On avait hâte de savoir. Geraint Thomas ou Christopher Froome ? Mais Sky peut encore se permettre de repousser l’heure du choix. Au sommet de La Rosière, les deux larrons ont mis un coup de massue à la concurrence. Thomas, vainqueur d’étape et en jaune, Froome juste derrière au général, l’équipe britannique avance avec un monstre à deux têtes comme leader.

Le choix du riche

Ce mercredi matin au départ d’Albertville, Nicolas Portal restait énigmatique. Jusqu’à quand la Sky peut-elle continuer sans véritablement choisir le cheval sur lequel miser ? « Cela dépendra de comment les autres vont courir, dit-il en préambule. Et ensuite, si on voit que l’un des deux commence à avoir une défaillance, on pourra favoriser l’autre. » Quelques heures plus tard, après l’étape, il n’y avait pas de raison que la ligne de conduite soit différente. La situation est simplement encore plus parfaite. Impressionnant, Geraint Thomas est en train de passer le test alpestre. Il ne lui a fallu qu’une attaque, dans l’ascension finale, pour distancer tous les autres favoris, puis une seconde pour aller récupérer et finalement déposer Mikel Nieve, ultime échappée qui a cru un long moment qu’il filerait jusqu’à la victoire. Une efficacité clinique, pendant que derrière, Chris Froome continuait de faire le ménage sans états d’âme.

Le quadruple vainqueur du Tour, comme pour confirmer que non, il ne s’était pas mué en équipier de Thomas, a attaqué, roulé et finalement lâché Bardet, Nibali, Quintana, Roglic ou Martin, celui qui s’est accroché le plus longtemps.
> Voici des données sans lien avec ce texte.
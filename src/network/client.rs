//! HTTP client wrapper - forwards materialized requests through the backend proxy

use std::time::{Duration, Instant};

use serde::{Deserialize, Serialize};
use serde_json::{Map, Value};

use crate::config::Config;
use crate::constants::PROXY_PATH;
use crate::error::{Error, Result};
use crate::models::Response;
use crate::request::MaterializedRequest;

/// Body of a proxy call
#[derive(Debug, Serialize)]
struct ProxyPayload<'a> {
    url: &'a str,
    method: &'a str,
    headers: Map<String, Value>,
    #[serde(skip_serializing_if = "Option::is_none")]
    body: Option<&'a str>,
}

#[derive(Debug, Deserialize)]
struct ProxyReply {
    #[serde(default)]
    success: bool,
    data: Option<Response>,
    message: Option<String>,
}

/// Executes HTTP requests by way of the backend proxy endpoint
#[derive(Clone, Debug)]
pub struct ProxyClient {
    client: reqwest::Client,
    proxy_url: String,
    token: String,
    timeout: Duration,
}

impl ProxyClient {
    pub fn new(api_url: &str, token: impl Into<String>, timeout: Duration) -> Self {
        ProxyClient {
            client: create_client(timeout),
            proxy_url: format!("{}/{}", api_url.trim_end_matches('/'), PROXY_PATH),
            token: token.into(),
            timeout,
        }
    }

    pub fn from_config(config: &Config) -> Self {
        ProxyClient::new(
            &config.api_url,
            config.token.clone().unwrap_or_default(),
            config.request_timeout(),
        )
    }

    pub fn proxy_url(&self) -> &str {
        &self.proxy_url
    }

    /// Execute a request; failures come back as a response with `error` set
    pub async fn execute(&self, request: &MaterializedRequest) -> Response {
        let start = Instant::now();
        let result = self.forward(request).await;
        let elapsed = start.elapsed().as_millis() as u64;

        match result {
            Ok(mut response) => {
                response.time = elapsed;
                if response.size == 0 {
                    response.size = serde_json::to_vec(&response.data)
                        .map(|bytes| bytes.len() as u64)
                        .unwrap_or(0);
                }
                response
            }
            Err(e) => {
                tracing::warn!(request_id = %request.request_id, error = %e, "Proxy call failed");
                Response::failed(e.to_string(), elapsed)
            }
        }
    }

    async fn forward(&self, request: &MaterializedRequest) -> Result<Response> {
        let resp = self
            .client
            .post(&self.proxy_url)
            .bearer_auth(&self.token)
            .json(&build_payload(request))
            .send()
            .await
            .map_err(|e| self.describe(e))?;

        let status = resp.status();
        let body = resp
            .text()
            .await
            .map_err(|e| Error::proxy(format!("Error reading body: {}", e)))?;

        let reply: ProxyReply = serde_json::from_str(&body).map_err(|e| {
            if status.is_success() {
                Error::proxy(format!("Invalid proxy reply: {}", e))
            } else {
                Error::proxy(format!("Proxy returned {}", status))
            }
        })?;

        match reply {
            ProxyReply {
                success: true,
                data: Some(response),
                ..
            } => Ok(response),
            ProxyReply { message, .. } => Err(Error::proxy(
                message.unwrap_or_else(|| "Request failed".to_string()),
            )),
        }
    }

    fn describe(&self, e: reqwest::Error) -> Error {
        if e.is_timeout() {
            Error::proxy(format!("Request timed out ({}s)", self.timeout.as_secs()))
        } else if e.is_connect() {
            Error::proxy(format!("Connection failed: {}", e))
        } else {
            Error::Http(e)
        }
    }
}

/// Headers collapse into an object; for repeated keys the last value wins.
/// The body is only forwarded for methods that carry one.
fn build_payload(request: &MaterializedRequest) -> ProxyPayload<'_> {
    let mut headers = Map::new();
    for (key, value) in &request.headers {
        headers.insert(key.clone(), Value::String(value.clone()));
    }

    let body = if request.method.has_body() {
        request.body.as_deref()
    } else {
        None
    };

    ProxyPayload {
        url: &request.url,
        method: request.method.as_str(),
        headers,
        body,
    }
}

/// Create an HTTP client with the given request timeout
pub fn create_client(timeout: Duration) -> reqwest::Client {
    reqwest::Client::builder()
        .timeout(timeout)
        .build()
        .unwrap_or_else(|_| reqwest::Client::new())
}
//! Application constants
//!
//! Centralized location for magic strings and configuration defaults.

/// Default backend base URL (store and proxy)
pub const DEFAULT_API_URL: &str = "http://localhost:3000/api";

/// Proxy endpoint, relative to the backend base URL
pub const PROXY_PATH: &str = "proxy";

/// HTTP request timeout
pub const REQUEST_TIMEOUT_SECS: u64 = 30;

/// Quiet period before an edited request is saved
pub const AUTOSAVE_DELAY_MS: u64 = 1000;

/// Quiet period before edited query parameters are written back to the URL
pub const QUERY_SYNC_DELAY_MS: u64 = 100;

/// Event name used when emitting user messages over Socket.IO
pub const SOCKET_IO_EVENT: &str = "message";

/// Directory name under the platform config dir
pub const APP_DIR_NAME: &str = "courier";

/// Log file written by the binary
pub const DEFAULT_LOG_FILE: &str = "courier.log";

/// Application name
pub const APP_NAME: &str = "Courier";

/// Application version
pub const APP_VERSION: &str = env!("CARGO_PKG_VERSION");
Thomas, d’ailleurs, dont les dents ont rayé le parquet tout l’hiver et une bonne partie du printemps, la joue pourtant éternel équipier, comme si le Dauphiné et ces dix premiers jours sur le Tour n’avaient rien changé. « Je n’ai pas plus de pression que d’habitude, dit-il malgré sa prise de pouvoir. Froome est le leader, de toute façon. » Depuis le départ de Vendée, pas question de sortir du cadre. Même avec le maillot jaune sur le dos, le Gallois doit rester un lieutenant de grand luxe, qui profite du marquage sur son leader pour semer la zizanie. Mais la question de savoir si cette situation peut réellement durer se reposera à chaque étape de montagne.

Plus fort que Landa ?

« A la sortie des Alpes, il faudra choisir », dit Bernard Thévenet. Mais si la situation reste en l’état, avec les deux Sky aux deux premières places, séparés de seulement une minute et vingt-cinq secondes, le choix n’aura pas grand-chose d’une évidence. Les limites de Thomas en troisième semaine, déjà entrevues, jouent contre lui. L’atmosphère qui règne autour de Froome, à l’opposé, pourrait jouer en sa faveur. Voir le tenant du titre maillot jaune, c’est s’assurer que tout tourne autour de la procédure – désormais entérinée – de son contrôle anormal. Mais tant que Thomas conservera le paletot, l’attention des journalistes comme des spectateurs sera captée par ce duel interne dont on ne sait pas grand-chose, finalement, et qui intrigue aussi pour ça. C’est déjà, un peu, ce qui avait animé la course il y a un an, avec Landa dans le rôle du semeur de troubles.

L’Espagnol, en revanche, n’avait pas été jusqu’à porter le maillot jaune ou terminer devant son leader dans une étape de montagne. « Je me demande si Thomas, ce n’est pas mieux que Landa, interroge Thévenet. A la fin du Dauphiné, je suis allé le voir et je lui ai dit qu’il était le nouveau Wiggins. Je pense que si Froome venait à connaître des problèmes, Thomas pourrait le remplacer. » Nicolas Portal, lui, ne veut pas faire de hiérarchie. « Ce sont deux coureurs complètement différents, insiste-t-il. Geraint est moins punchy dans sa façon de faire, alors que ce qui rendait Landa dangereux, c’est qu’on ne savait pas à quoi s’attendre, quand il allait attaquer. » Le Gallois est aussi davantage un rouleur-grimpeur, qui monte au train, quand l’Espagnol préfère les à-coups. Désigner le meilleur est donc compliqué. Mais à 32 ans, en tout cas, Thomas est plus que jamais la plus belle alternative que Sky ait eue sous la main depuis le début du règne de Froome.